Aus technischer Sicht kommen in Custom-In-Ears meist sogenannte Balanced-Armature-Treiber zum Einsatz. Je nach Modell werden mehrere dieser Treiber pro Ohr verbaut, die unterschiedliche Frequenzbereiche übernehmen. Wichtig ist dabei: Mehr Treiber bedeuten nicht automatisch besseren Klang. Entscheidend ist die Abstimmung auf den jeweiligen Einsatzzweck – etwa Gesang, Sprache oder instrumentale Musik. Für den Nutzer bedeutet dies in der Praxis eine sehr klare, detaillierte Wiedergabe, die auch bei niedrigen Pegeln verständlich bleibt. Gerade für Sänger oder Sprecher, oder auch für Gamer und Streamer, ist dies ein erheblicher Vorteil, da die eigene Stimme natürlicher und kontrollierter wahrgenommen wird.
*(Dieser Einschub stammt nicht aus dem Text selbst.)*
//! Utility functions

use serde::{Deserialize, Serialize};

/// Version information for the binary
#[derive(Debug, Clone, Serialize, Deserialize)]
pub struct VersionInfo {
    pub version: String,
    pub git_hash: String,
    pub build_time: String,
}

impl std::fmt::Display for VersionInfo {
    fn fmt(&self, f: &mut std::fmt::Formatter<'_>) -> std::fmt::Result {
        write!(f, "{} ({}, built {})", self.version, self.git_hash, self.build_time)
    }
}

/// Get version information
pub fn version_info() -> VersionInfo {
    VersionInfo {
        version: env!("CARGO_PKG_VERSION").to_string(),
        git_hash: option_env!("GIT_HASH").unwrap_or("unknown").to_string(),
        build_time: option_env!("BUILD_TIME").unwrap_or("unknown").to_string(),
    }
}

/// Generate a random UUID v4
pub fn generate_uuid() -> String {
    uuid::Uuid::new_v4().to_string()
}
Gehörschutz als zentraler Vorteil

Aus hörakustischer Sicht ist der wohl wichtigste Aspekt von Custom-In-Ear-Monitoring der aktive Schutz des Gehörs. Durch die starke Dämmung des Gehörgangs wird die Umgebungslautstärke deutlich reduziert. Der Monitorsound kann leiser eingestellt werden, ohne an Verständlichkeit zu verlieren.

Langfristig kann dies dazu beitragen

  • Hörermüdung zu verringern
  • das Risiko von Tinnitus zu senken
  • und dauerhafte Hörschäden zu vermeiden

Voraussetzung ist allerdings ein verantwortungsvoller Umgang mit der Lautstärke, denn auch In-Ears können bei zu hohem Pegel schädlich sein.
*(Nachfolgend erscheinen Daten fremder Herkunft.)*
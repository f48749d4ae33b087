//! Error types for ecs-deploy

use thiserror::Error;

/// Failure of a single control-plane call.
///
/// Transport, throttling and authorization failures all collapse into this one
/// shape; the deployment stage that issued the call decides what it means.
#[derive(Error, Debug, Clone, PartialEq, Eq)]
#[error("{operation} failed: {message}")]
pub struct ClientError {
    pub operation: &'static str,
    pub message: String,
}

impl ClientError {
    pub fn new(operation: &'static str, message: impl ToString) -> Self {
        Self {
            operation,
            message: message.to_string(),
        }
    }
}

/// Fatal error for a deployment run
#[derive(Error, Debug, Clone, PartialEq, Eq)]
pub enum DeployError {
    #[error("Configuration error: {0}")]
    ConfigError(String),

    #[error("Container '{container}' not found in task definition {task_definition_arn}")]
    ContainerNotFound {
        container: String,
        task_definition_arn: String,
    },

    #[error("Resolution error: {0}")]
    ResolutionError(String),

    #[error("Task definition error: {0}")]
    TaskDefinitionError(String),

    #[error("Registration error: {0}")]
    RegistrationError(String),

    #[error("Service update error: {0}")]
    ServiceUpdateError(String),

    #[error("Polling error: {0}")]
    PollingError(String),

    #[error("Internal error: {0}")]
    InternalError(String),
}

impl DeployError {
    /// Stable, machine-readable reason for reports and scripts
    pub fn reason(&self) -> &'static str {
        match self {
            DeployError::ConfigError(_) => "configuration_error",
            DeployError::ContainerNotFound { .. } => "container_not_found",
            DeployError::ResolutionError(_) => "resolution_error",
            DeployError::TaskDefinitionError(_) => "task_definition_error",
            DeployError::RegistrationError(_) => "registration_error",
            DeployError::ServiceUpdateError(_) => "service_update_error",
            DeployError::PollingError(_) => "polling_error",
            DeployError::InternalError(_) => "internal_error",
        }
    }

    /// Whether the error is a configuration problem rather than a remote failure
    pub fn is_configuration(&self) -> bool {
        matches!(
            self,
            DeployError::ConfigError(_) | DeployError::ContainerNotFound { .. }
        )
    }
}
Für wen lohnt sich die Investition?

Kabellose Custom-In-Ears sind zweifellos eine Investition. Aus fachlicher Sicht lohnen sie sich besonders für Menschen, die:

  • regelmäßig live auftreten (Musiker, Gamer und Streamer)
  • beruflich auf präzises Hören angewiesen sind,
  • oder ihr Gehör langfristig schützen möchten.
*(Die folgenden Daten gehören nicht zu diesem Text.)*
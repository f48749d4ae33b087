//! Task definition models

pub use aws_sdk_ecs::types::{
    Compatibility, ContainerDefinition, NetworkMode, TaskDefinitionPlacementConstraint, Volume,
};

/// Snapshot of a registered task definition revision
#[derive(Debug, Clone, PartialEq)]
pub struct TaskDefinition {
    /// Family name
    pub family: String,

    /// Revision assigned by the control plane
    pub revision: i32,

    /// Full task definition ARN
    pub arn: String,

    /// Container definitions, in registration order
    pub container_definitions: Vec<ContainerDefinition>,

    /// Volume definitions (passed through untouched)
    pub volumes: Vec<Volume>,

    /// Task-level settings carried into every new revision
    pub settings: TaskSettings,
}

impl TaskDefinition {
    /// `family:revision` reference for this revision
    pub fn revision_ref(&self) -> String {
        format!("{}:{}", self.family, self.revision)
    }

    /// Find a container definition by exact name
    pub fn container(&self, name: &str) -> Option<&ContainerDefinition> {
        self.container_definitions
            .iter()
            .find(|c| c.name.as_deref() == Some(name))
    }
}

/// Task-level fields that must survive re-registration
#[derive(Debug, Clone, Default, PartialEq)]
pub struct TaskSettings {
    pub task_role_arn: Option<String>,
    pub execution_role_arn: Option<String>,
    pub network_mode: Option<NetworkMode>,
    pub requires_compatibilities: Vec<Compatibility>,
    pub cpu: Option<String>,
    pub memory: Option<String>,
    pub placement_constraints: Vec<TaskDefinitionPlacementConstraint>,
}

/// Request body for registering a new revision
#[derive(Debug, Clone, PartialEq)]
pub struct TaskDefinitionRegistration {
    pub family: String,
    pub container_definitions: Vec<ContainerDefinition>,
    pub volumes: Vec<Volume>,
    pub settings: TaskSettings,
}

/// Extract the family from a task definition ARN or `family[:revision]` name.
///
/// `arn:aws:ecs:us-east-1:123:task-definition/web:7` yields `web`, as do
/// `web:7` and `web`.
pub fn family_from_arn(arn: &str) -> &str {
    let tail = arn.rsplit('/').next().unwrap_or(arn);
    tail.split(':').next().unwrap_or(tail)
}

/// Extract the revision from a task definition ARN or `family:revision` name
pub fn revision_from_arn(arn: &str) -> Option<i32> {
    let tail = arn.rsplit('/').next().unwrap_or(arn);
    let (_, revision) = tail.rsplit_once(':')?;
    revision.parse().ok()
}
Wer hohen Wert auf Klang, Komfort und Gesundheit legt, profitiert nachhaltig nur von einer maßgefertigten Lösung.

 

Kabelloses Custom-In-Ear-Monitoring vereint moderne Audiotechnik mit hörakustischem Know-how. Die individuelle Passform, die präzise Klangwiedergabe und der positive Effekt auf den Gehörschutz machen diese Systeme zu einer sinnvollen Lösung für viele Anwendungsbereiche. Entscheidend ist eine fachgerechte Anpassung, eine realistische Einschätzung des eigenen Bedarfs und der bewusste Umgang mit Lautstärke – dann wird In-Ear-Monitoring zu einem echten Gewinn für Hören und Gesundheit!